During a 16-year period away from Finland, I lost touch with the Finnish language and my Finnish identity. Returning to Finland, I felt like an alien, denied the same opportunities given to immigrants. I had to spend a significant amount of money on Finnish classes, unlike other immigrants who had access to free language courses. My inability to speak Finnish resulted in discrimination and being viewed as an immigrant. Additionally, the cultural shock as an adult highlighted the differences between my childhood perception and the adult perspective of Finnish culture. Lacking knowledge of my rights and receiving no support, I fell into a deep depression.
"You are a Finn, and you have no rights to Finnish classes!" the worker bluntly declared, denying me the assistance I desperately needed. The refusal to provide language support left me feeling abandoned and frustrated. How could I fully integrate into Finnish society if I couldn't communicate effectively in the language? It was a discouraging setback in my pursuit of a better future.
Undeterred by the TE office's refusal, I made the decision to enroll in a Finnish high school even though I have already done my schooling in my youth, hoping that this endeavour would help improve my language proficiency. Despite investing time and effort into my studies, I soon realised that language skills alone were not enough to secure employment.
As I navigated the challenges of reintegrating into Finnish society, the obstacles I faced had a profound impact on my personal relationships. One particularly difficult aspect was the pressure to conform and change my surname. In discussions about my struggle to find employment, an acquaintance suggested, "Well, maybe you should consider changing your name back to Nyyssönen," which was my name before I got married.
This suggestion deeply insulted me, as it implied that altering my name to fit societal expectations would grant me acceptance from potentially discriminatory organisations. Firmly, I asserted that my name is Dadi and that I would never change it to appease any racist institution. The acquaintance dismissed my concerns, remarking, "Well, it's just a name!"
However, I understood that my name held significance beyond mere letters; it represented my identity and should not dictate my opportunities.

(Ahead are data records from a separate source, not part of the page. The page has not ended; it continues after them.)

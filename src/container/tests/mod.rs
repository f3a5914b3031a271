mod container_tests;
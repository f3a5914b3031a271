use indexmap::{IndexMap, IndexSet};
use std::fmt;

/// A node in the dependency graph.
///
/// Tracks both edge directions: `outgoing` holds the keys this node depends
/// on, `incoming` the keys that depend on it.
pub struct Node<T> {
    data: T,
    incoming: IndexSet<String>,
    outgoing: IndexSet<String>,
}

impl<T> Node<T> {
    fn new(data: T) -> Self {
        Self {
            data,
            incoming: IndexSet::new(),
            outgoing: IndexSet::new(),
        }
    }

    pub fn data(&self) -> &T {
        &self.data
    }

    pub fn incoming(&self) -> impl Iterator<Item = &str> {
        self.incoming.iter().map(String::as_str)
    }

    pub fn outgoing(&self) -> impl Iterator<Item = &str> {
        self.outgoing.iter().map(String::as_str)
    }
}

/// Directed graph over caller-defined payloads, keyed by a caller-supplied
/// key function. Iteration follows insertion order, so cycle reports are
/// deterministic across runs.
pub struct Graph<T> {
    nodes: IndexMap<String, Node<T>>,
    key_of: Box<dyn Fn(&T) -> String>,
}

impl<T> Graph<T> {
    pub fn new(key_of: impl Fn(&T) -> String + 'static) -> Self {
        Self {
            nodes: IndexMap::new(),
            key_of: Box::new(key_of),
        }
    }

    /// Every node whose outgoing-edge set is empty, i.e. nodes that depend
    /// on nothing else still in the graph.
    pub fn roots(&self) -> Vec<&Node<T>> {
        self.nodes
            .values()
            .filter(|node| node.outgoing.is_empty())
            .collect()
    }

    /// Insert an edge `from -> to`, creating both endpoints if absent.
    /// Idempotent: re-inserting an existing edge changes nothing.
    pub fn insert_edge(&mut self, from: T, to: T) {
        let from_key = (self.key_of)(&from);
        let to_key = (self.key_of)(&to);
        self.nodes
            .entry(from_key.clone())
            .or_insert_with(|| Node::new(from));
        self.nodes
            .entry(to_key.clone())
            .or_insert_with(|| Node::new(to));
        if let Some(node) = self.nodes.get_mut(&from_key) {
            node.outgoing.insert(to_key.clone());
        }
        if let Some(node) = self.nodes.get_mut(&to_key) {
            node.incoming.insert(from_key);
        }
    }

    /// Remove the node for `data` and strip its key from every remaining
    /// node's edge sets. O(nodes) per removal; per-resolution graphs are
    /// small enough for that.
    pub fn remove_node(&mut self, data: &T) {
        let key = (self.key_of)(data);
        self.nodes.shift_remove(&key);
        for node in self.nodes.values_mut() {
            node.outgoing.shift_remove(&key);
            node.incoming.shift_remove(&key);
        }
    }

    pub fn lookup_or_insert_node(&mut self, data: T) -> &Node<T> {
        let key = (self.key_of)(&data);
        self.nodes.entry(key).or_insert_with(|| Node::new(data))
    }

    pub fn lookup(&self, data: &T) -> Option<&Node<T>> {
        self.nodes.get(&(self.key_of)(data))
    }

    pub fn is_empty(&self) -> bool {
        self.nodes.is_empty()
    }

    pub fn node_count(&self) -> usize {
        self.nodes.len()
    }

    pub fn clear(&mut self) {
        self.nodes.clear();
    }

    /// Brute-force cycle search: depth-first walk from every node, keeping
    /// an ordered on-path set. Returns the first cycle found as
    /// `"a -> b -> a"` (the path ends by repeating the revisited key).
    /// The search order is deterministic but the result is not guaranteed
    /// to be the shortest cycle.
    pub fn find_cycle_slow(&self) -> Option<String> {
        for (key, node) in &self.nodes {
            let mut seen = IndexSet::new();
            seen.insert(key.clone());
            if let Some(cycle) = self.find_cycle_from(node, &mut seen) {
                return Some(cycle);
            }
        }
        None
    }

    fn find_cycle_from(&self, node: &Node<T>, seen: &mut IndexSet<String>) -> Option<String> {
        for key in &node.outgoing {
            if seen.contains(key) {
                let mut path: Vec<&str> = seen.iter().map(String::as_str).collect();
                path.push(key);
                return Some(path.join(" -> "));
            }
            if let Some(next) = self.nodes.get(key) {
                seen.insert(key.clone());
                if let Some(cycle) = self.find_cycle_from(next, seen) {
                    return Some(cycle);
                }
                seen.shift_remove(key);
            }
        }
        None
    }
}

impl<T> fmt::Display for Graph<T> {
    fn fmt(&self, f: &mut fmt::Formatter<'_>) -> fmt::Result {
        for (key, node) in &self.nodes {
            let incoming: Vec<&str> = node.incoming().collect();
            let outgoing: Vec<&str> = node.outgoing().collect();
            writeln!(
                f,
                "{key}\n\t(-> incoming)[{}]\n\t(outgoing ->)[{}]",
                incoming.join(", "),
                outgoing.join(", ")
            )?;
        }
        Ok(())
    }
}

impl<T> fmt::Debug for Graph<T> {
    fn fmt(&self, f: &mut fmt::Formatter<'_>) -> fmt::Result {
        f.debug_struct("Graph")
            .field("nodes", &self.nodes.keys().collect::<Vec<_>>())
            .finish()
    }
}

The refusal of institutions to support my integration and the insensitivity surrounding my surname caused further strain in my personal relationships. While I cherished the love and support of my Finnish family, I often felt a lack of understanding and effort to empathise with my experiences. Consequently, some relationships became distant, and my circle of Finnish friends primarily consisted of those who were themselves mixed-Finns or in intercultural relationships.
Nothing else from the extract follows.